Post Traumatic Slave Syndrome
The fact that slavery went on for hundreds of years suggest the end result is not Post Traumatic Stress Disorder, it’s Post Traumatic Slave Syndrome. Socially learned and trans generationally impacted. So now what are some of those things? I had to look at this stuff. I had to figure out what it really was, what it looked like. We’ve all seen it by the way. When I come up with these things, it’s not going to be confusing, I just put a name on it. the first place to go is to the mirror. That’s the first place because I know Joy’s got it. Let me tell you what we go through and people don’t give us recognition for. There’s something called the Beck Anxiety Inventory. That’s is a stressor scale. When you move, there’s a stressor. When you get married, there’s a stressor. There are stressors for many things. They ought to put Black on it. Nobody has measured the stress of being Black. There is a stressor in America involved with being Black.


Racial Attitude Inventory
I want somebody to measure what happens to the blood chemistry and heart rhythm of a brother when a police car pulls up behind him. No one has measured that stressor. No one understands what that feels like. I’ve been in a car with a brother when that happens, and I’ve seen his entire body change. Everything changes. What is that stressor? Let’s look at anger. There is a process, it’s called the stages of Negressence. African Americans developed this scale. Racial attitude inventory. All of those things have been done. You haven’t heard about those things and neither have I. When I started doing my research, I started looking for scales that measured stuff about Black folks. I couldn’t find them anywhere. Not in any of the referee journals. Nowhere could I find any.

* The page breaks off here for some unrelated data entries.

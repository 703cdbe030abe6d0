//! Review submission and the product aggregate derived from it.
//!
//! Reviews are held by the backend only. The service keeps the reviews it
//! has loaded per product for the session, and after each submission
//! recomputes the product's aggregate over that full list before pushing the
//! updated product record to the backend.

use std::collections::HashMap;
use std::sync::Arc;

use mockable::Clock;
use tokio::sync::Mutex;
use tracing::debug;
use uuid::Uuid;

use super::ports::{ImageUploader, RemoteStore};
use super::{
    Collection, CollectionPath, EntityKey, Error, HelpfulMark, Outcome, Product, ProductId,
    Review, ReviewAggregate, ReviewDraft, SyncableEntity, UserId, decode_all, encode,
};

/// Result of a successful review submission.
#[derive(Debug, Clone, PartialEq)]
pub struct SubmittedReview {
    /// The stored review.
    pub review: Review,
    /// Aggregate over every known review of the product.
    pub aggregate: ReviewAggregate,
    /// Product record as pushed to the backend.
    pub product: Product,
}

/// Loads, submits and aggregates product reviews for one user.
pub struct ReviewService<R, U> {
    remote: Arc<R>,
    uploader: Arc<U>,
    clock: Arc<dyn Clock>,
    user_id: UserId,
    loaded: Mutex<HashMap<ProductId, Vec<Review>>>,
}

impl<R, U> ReviewService<R, U>
where
    R: RemoteStore,
    U: ImageUploader,
{
    /// Create a review service for `user_id`.
    pub fn new(remote: Arc<R>, uploader: Arc<U>, clock: Arc<dyn Clock>, user_id: UserId) -> Self {
        Self {
            remote,
            uploader,
            clock,
            user_id,
            loaded: Mutex::new(HashMap::new()),
        }
    }

    /// Reviews of `product_id`, newest first.
    ///
    /// The first call per product reads the backend; later calls return the
    /// session's list, including reviews submitted since. The session list is
    /// not locked while the backend is read.
    pub async fn reviews_for(&self, product_id: &ProductId) -> Outcome<Vec<Review>> {
        if let Some(reviews) = self.loaded.lock().await.get(product_id) {
            return Ok(reviews.clone());
        }
        let fetched = self
            .all_reviews()
            .await?
            .into_iter()
            .filter(|review| &review.product_id == product_id)
            .collect();
        let mut loaded = self.loaded.lock().await;
        Ok(loaded
            .entry(product_id.clone())
            .or_insert(fetched)
            .clone())
    }

    /// Reviews written by the signed-in user across all products, newest
    /// first. Always read from the backend.
    pub async fn my_reviews(&self) -> Outcome<Vec<Review>> {
        Ok(self
            .all_reviews()
            .await?
            .into_iter()
            .filter(|review| review.user_id == self.user_id)
            .collect())
    }

    async fn all_reviews(&self) -> Outcome<Vec<Review>> {
        let documents = self
            .remote
            .get_all(&CollectionPath::shared(Collection::Reviews)?)
            .await
            .map_err(Error::from)?;
        let mut reviews = decode_all::<Review>(documents)?;
        reviews.sort_by(|a, b| b.created_at.cmp(&a.created_at));
        Ok(reviews)
    }

    /// Submit `draft` as a review of `product`.
    ///
    /// Images are uploaded first; nothing is stored if any upload fails. Once
    /// the review is stored, the aggregate is recomputed from the complete
    /// list and the product's review count and stars are pushed to the
    /// backend. The session list is only locked to record the new review.
    pub async fn submit_review(
        &self,
        product: &Product,
        draft: ReviewDraft,
    ) -> Outcome<SubmittedReview> {
        if draft.product_id != product.id {
            return Err(Error::invalid_request(format!(
                "review targets product {} but was submitted for {}",
                draft.product_id, product.id
            )));
        }

        let known = self.reviews_for(&product.id).await?;
        let image_urls = self
            .uploader
            .upload(&draft.images)
            .await
            .map_err(Error::from)?;
        let review = Review {
            id: Uuid::new_v4(),
            user_id: self.user_id.clone(),
            product_id: draft.product_id,
            rating: draft.rating,
            text: draft.text,
            image_urls,
            created_at: self.clock.utc(),
        };
        self.remote
            .put(
                &CollectionPath::shared(Collection::Reviews)?,
                &review.key(),
                &encode(&review)?,
            )
            .await
            .map_err(Error::from)?;

        let aggregate = {
            let mut loaded = self.loaded.lock().await;
            let reviews = loaded.entry(product.id.clone()).or_insert(known);
            reviews.insert(0, review.clone());
            ReviewAggregate::from_reviews(&*reviews)
        };

        let product = Product {
            number_reviews: aggregate.count,
            review_stars: aggregate.stars(),
            ..product.clone()
        };
        self.remote
            .put(
                &CollectionPath::shared(Collection::Products)?,
                &product.key(),
                &encode(&product)?,
            )
            .await
            .map_err(Error::from)?;
        debug!(
            product_id = %product.id,
            count = aggregate.count,
            stars = product.review_stars,
            "review aggregate pushed"
        );

        Ok(SubmittedReview {
            review,
            aggregate,
            product,
        })
    }

    /// Identifiers of the reviews this user marked as helpful.
    pub async fn helpful_reviews(&self) -> Outcome<Vec<Uuid>> {
        let documents = self
            .remote
            .get_all(&self.helpful_path())
            .await
            .map_err(Error::from)?;
        let marks: Vec<HelpfulMark> = decode_all(documents)?;
        Ok(marks.into_iter().map(|mark| mark.review_id).collect())
    }

    /// Mark or unmark `review_id` as helpful.
    pub async fn mark_helpful(&self, review_id: Uuid, helpful: bool) -> Outcome<()> {
        let mark = HelpfulMark { review_id };
        let key: EntityKey = mark.key();
        let path = self.helpful_path();
        let outcome = if helpful {
            self.remote.put(&path, &key, &encode(&mark)?).await
        } else {
            self.remote.delete(&path, &key).await
        };
        outcome.map_err(Error::from)
    }

    fn helpful_path(&self) -> CollectionPath {
        CollectionPath::of_user(Collection::HelpfulReviews, &self.user_id)
    }
}

#[cfg(test)]
#[path = "review_service_tests.rs"]
mod tests;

But it was done years ago, but they couldn’t publish in journals. Our psychiatrists, psychologists, scientists, couldn’t publish because they were Black. So, they had to publish where they could, in obscure Black journals. I found the creators of the scales and they said it’s been here for years. Never been used as tool. The establishment says, “What is this, to help Black people? We don’t need that.” So, these scales were created. What they did was show the stages of our acculturation. In other words, there is something that happens to child when they realize they’re Black. There is a time when kids are walking around, they don’t know what’s going on, and then suddenly they get aware that they’re Black.

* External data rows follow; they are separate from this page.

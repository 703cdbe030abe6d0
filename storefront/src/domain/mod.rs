//! Domain primitives, ports and services of the synchronisation core.
//!
//! Purpose: keep the rules that decide where a read comes from and how a
//! write reaches both stores independent of any concrete storage. Adapters
//! live in [`crate::outbound`] and plug in through [`ports`].
//!
//! Public surface:
//! - [`Outcome`] / [`Error`] / [`ErrorCode`]: the result algebra.
//! - [`NetworkAvailability`]: per-session connectivity value.
//! - [`DualWriteCoordinator`]: concurrent writes to both stores.
//! - [`CatalogSyncRouter`]: network-aware reads with cache write-through.
//! - [`ReviewService`] and [`CheckoutDefaultsService`]: derived state.
//! - [`StorefrontSyncService`]: user-facing write paths.

pub mod card;
pub mod catalog_router;
pub mod checkout;
pub mod checkout_defaults_service;
pub mod commerce;
pub mod dual_write;
pub mod entity;
pub mod error;
pub mod keys;
pub mod network;
pub mod ports;
pub mod review;
pub mod review_service;
pub mod storefront_service;

pub use self::card::{CipherText, PaymentCard, StoredCard};
pub use self::catalog_router::{CatalogSyncRouter, ProductListing, categories, product_listings};
pub use self::checkout::{CheckoutIndices, CheckoutSlot, DefaultCheckoutIndex};
pub use self::checkout_defaults_service::CheckoutDefaultsService;
pub use self::commerce::{
    Address, CartItem, Favorite, Order, OrderStatus, Product, Promo, bag_total_cents,
};
pub use self::dual_write::{DualWriteCoordinator, WriteGate};
pub use self::entity::{
    Collection, CollectionPath, SyncableEntity, USERS_SEGMENT, decode, decode_all, encode,
};
pub use self::error::{Error, ErrorCode, ErrorValidationError, Outcome, combine_all, first_failure};
pub use self::keys::{EntityKey, KeyValidationError, ProductId, PromoCode, UserId};
pub use self::network::NetworkAvailability;
pub use self::review::{
    HelpfulMark, LocalImageRef, Rating, RatingOutOfRange, Review, ReviewAggregate, ReviewDraft,
};
pub use self::review_service::{ReviewService, SubmittedReview};
pub use self::storefront_service::StorefrontSyncService;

Rodney King, Personal Trauma
I remember the impact of the Rodney King situation with my son. Now, you and I, when we look at it say, “There it is again.” It’s nothing new. I used to live in South Central, and it was a regular thing to be pulled over by the police, just cause. I was seven months pregnant and they dragged my husband out of the car, put a gun to his head, had the SWAT team swing around with rifles over the cars, the little megaphones saying don’t move. If he would have sneezed… they run out and put a poster next to his face, say “Not him.” They rolled up their poster got in the cars and left. I could have had the baby right there. Right there. And my husband would have been dead. So, when we look at Rodney King it was business as usual to me but not for my son. He said, “Mommy, look! Aren’t those the policemen? Aren’t they supposed to protect us mommy? Will they do that to me mommy?” My son was traumatized by that because of the conflict internally to see something which created what is called “cognitive dissonance.” Very simply, cognitive dissonance is where I have a set of understandings, I’m then approached with a new set of understandings which create conflict. It was cognitive dissonance. My son could not reconcile what he saw, and the result was fear. That’s trauma. That’s injury. But they don’t measure that for my son.


Denial of Blackness
In “On Death and Dying” by Elisabeth Kubler-Ross, she speaks of the stages of grief when a person finds out they’re going to die. One of the first stages is denial. And we’ve got Black folks who deny they’re Black, don’t we? I meet Black folks and they’re Indian, and mixed with this and that. They can’t be Black because they’re in denial. Can you imagine a person going in for therapy because they’re having marital problems, and the white person sitting in front of them doesn’t know that they’ve got that big problem, that they ain’t Black? We (Black people) know it because we understand it. But that’s a family understanding that we have. The white person doesn’t know. They just say, “Oh, you’re not Black? Okay.” So denial is one of the phases because it’s real. This is what I call the stages of “Negression” or aculturation to being Black. You find out you’re Black, some folks go into denial on it. Other people go to another space with it. They get angry. It’s natural, there is a period of anger associated with this.


Forced to be Violent
In the movie “Sankofa”, you’ve got the slaves, you’ve got the Black overseers, you’ve got the mixed overseers, you’ve got the white overseer. There’s a couple with a baby on the way, about eight-and-a-half months pregnant. They’re trying to escape to freedom so that the baby can be born free. They get caught. The master, to make an example has one of the Black overseers beat this woman. I want you to walk through this with me. Because when he finishes his job overseeing and cracking the whip, he has to go have dinner with the rest of the people in the slave situation. That’s his job, everybody knows he has to do it because they’ve got a shotgun on him. He must do it because he’s a slave also. So, he starts beating the girl and they’ve got the gun trained on him, so he has to beat her to death. Now he lived with her, her family, he loved her. He loved her like he loved all the other children, but he has to beat her to death. After he beats her to death, all the slaves are there waiting for the master to go. They deliver the baby because she’s full term. So they deliver the baby in these tragic circumstances, he sees the woman rocking the baby, he comes in. “How’s the baby?” This is the man who beat the mother to death.
“You can’t come around right now. We know you did what you had to do but it’s a little hard. You just can’t come around for a couple of days.” Do you understand what he had to do with that? What did it do to his heart? What did he do with the anger? Where did it go? Where has it always gone, because it represents itself in an ailment that we know we tops the scales as African American males. What is it? Hypertension. That’s what we did with the anger. “Because I could not be overtly express it, it built up in me.” Then they say we’re so angry. Well don’t we have reason to be? Of course we have reason to be. That’s why they were scared of that Million Man March.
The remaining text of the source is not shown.